Ultra performanslı bilgi işlem teknolojisinin gelişmesi ve derin öğrenmenin ortaya çıkması sayesinde, yapay zekâ teknolojisi son yıllarda büyük ilerleme kaydetti. Özellikle derin öğrenme teknolojisi, insanların daha fazla veriden faydalanmasını, daha iyi sonuçlar almasını ve daha fazla potansiyel geliştirmesini sağlamıştır. İnsanların hayatlarını önemli ölçüde değiştirdi ve geleneksel yapay zekâ teknolojilerini yeniden şekillendirdi.
Yapay zekâ yüz tanıma, konuşma tanıma ve robotik gibi çok çeşitli uygulamalara sahiptir, ancak uygulama kapsamı görüntü, ses ve davranıştan oluşan üç yönün çok ötesine geçer. Ayrıca siber güvenlik alanında kötü amaçlı yazılım izleme ve izinsiz giriş tespiti gibi birçok başka üstün uygulamalara da sahiptir. Yapay zekâ teknolojisinin erken gelişiminde, makine öğrenmesi teknolojisi siber uzay tehditleriyle başa çıkmada hayati bir rol oynamıştır. Makine öğrenmesi çok güçlü olmasına rağmen, özellik çıkarımına çok fazla güvenir. Bu durum siber güvenlik alanına uygulandığında özellikle göze çarpmaktadır.
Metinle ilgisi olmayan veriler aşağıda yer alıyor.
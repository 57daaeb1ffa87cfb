use crate::config::LoggingConfig;
use tracing_subscriber::{fmt, prelude::*, EnvFilter};

/// Default filter target for events emitted by this crate
const CRATE_TARGET: &str = "goldengraphs_core";

/// Helper macro for logging elapsed time at trace level.
///
/// Usage:
/// ```rust,ignore
/// let start = Instant::now();
/// // ... some work ...
/// trace_time!(start, "operation_name");
/// // Or with additional fields:
/// trace_time!(start, "operation_name", settled = stats.settled);
/// ```
#[macro_export]
macro_rules! trace_time {
    ($start:expr, $name:expr) => {
        tracing::trace!(elapsed = ?$start.elapsed(), $name);
    };
    ($start:expr, $name:expr $(, $field:ident = $value:expr)*) => {
        tracing::trace!(elapsed = ?$start.elapsed(), $($field = $value),*, $name);
    };
}

/// Initialize structured logging.
///
/// `GOLDENGRAPHS_LOG` (or `RUST_LOG`) overrides the level chosen here.
pub fn init_tracing(
    verbose: bool,
    log_level: Option<&str>,
    log_json: bool,
) -> Result<(), Box<dyn std::error::Error>> {
    let level = match (verbose, log_level) {
        (true, None) => format!("{}=debug", CRATE_TARGET),
        (false, None) => format!("{}=warn", CRATE_TARGET),
        (_, Some(level)) => level.to_string(),
    };

    init_with_level(&level, log_json)
}

/// Initialize structured logging from a [`LoggingConfig`].
pub fn init_from_config(config: &LoggingConfig) -> Result<(), Box<dyn std::error::Error>> {
    init_tracing(config.verbose, config.level.as_deref(), config.json)
}

/// Build the filter directive for a bare level or a full directive.
fn filter_directive(level: &str) -> String {
    if level.contains('=') {
        level.to_string()
    } else {
        format!("{}={}", CRATE_TARGET, level)
    }
}

fn init_with_level(level: &str, log_json: bool) -> Result<(), Box<dyn std::error::Error>> {
    let filter = EnvFilter::try_from_env("GOLDENGRAPHS_LOG")
        .or_else(|_| EnvFilter::try_from_default_env())
        .unwrap_or_else(|_| EnvFilter::new(filter_directive(level)));

    let registry = tracing_subscriber::registry().with(filter);

    if log_json {
        registry
            .with(
                fmt::layer()
                    .json()
                    .with_writer(std::io::stderr)
                    .with_ansi(false)
                    .with_span_events(
                        tracing_subscriber::fmt::format::FmtSpan::NEW
                            | tracing_subscriber::fmt::format::FmtSpan::CLOSE,
                    ),
            )
            .try_init()?;
    } else {
        registry
            .with(
                fmt::layer()
                    .compact()
                    .with_target(false)
                    .with_writer(std::io::stderr)
                    .with_ansi(false),
            )
            .try_init()?;
    }

    Ok(())
}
Örneğin, bir makine öğrenmesi çözümünün kötü amaçlı yazılımları tanımasını sağlamak için, kötü amaçlı yazılımla ilişkili çeşitli özellikleri manuel olarak derlememiz gerekir; bu da şüphesiz tehdit algılamanın etkinliğini ve doğruluğunu sınırlar. Bunun nedeni, makine öğrenmesi algoritmalarının önceden tanımlanmış belirli özelliklere göre çalışmasıdır. Bu da önceden tanımlanmamış özelliklerin tespitten kaçacağı ve keşfedilemeyeceği anlamına gelir. Çoğu makine öğrenmesi algoritmasının performansının, özellik tanıma ve çıkarmanın doğruluğuna bağlı olduğu sonucuna varılır.
Geleneksel makine öğrenmesi ve derin öğrenme arasındaki kavram açısından büyük bir fark vardır, derin öğrenmenin özellikleri çıkarmada orijinal verileri doğrudan eğitmek için kullanılabilmesidir. Son birkaç yılda derin öğrenme bilgisayar görüsü, konuşma tanıma ve metin anlama alanlarında %25 performans artışı elde etti ve yapay zekânın geliştirilmesinde tarihi bir sıçrama gerçekleştirdi.
Derin öğrenme, verilerde gizlenmiş doğrusal olmayan bağıntıları algılayabilir, tüm yeni dosya türlerini destekleyebilir ve siber güvenlik savunmasında çekici bir avantaj olarak bilinmeyen saldırıları algılayabilir. Son yıllarda derin öğrenme siber güvenlik tehditlerini önlemede, özellikle gelişmiş kalıcı tehdit (APT) saldırılarını önlemede büyük ilerleme kaydetti. Yapay zekâ teknolojileri siber uzay savunmasında önemli bir rol oynamasına rağmen; yapay zekâ sisteminin kendisi de saldırıya uğrayabilir veya aldatılabilir, bu da yanlış sınıflandırma veya tahmin sonuçlarına neden olabilir. Örneğin, düşman ortamlarda, eğitim örneklerinin manipüle edilmesi toksik saldırılara neden olur ve test örneklerinin manipüle edilmesi kaçınma saldırılarına neden olur.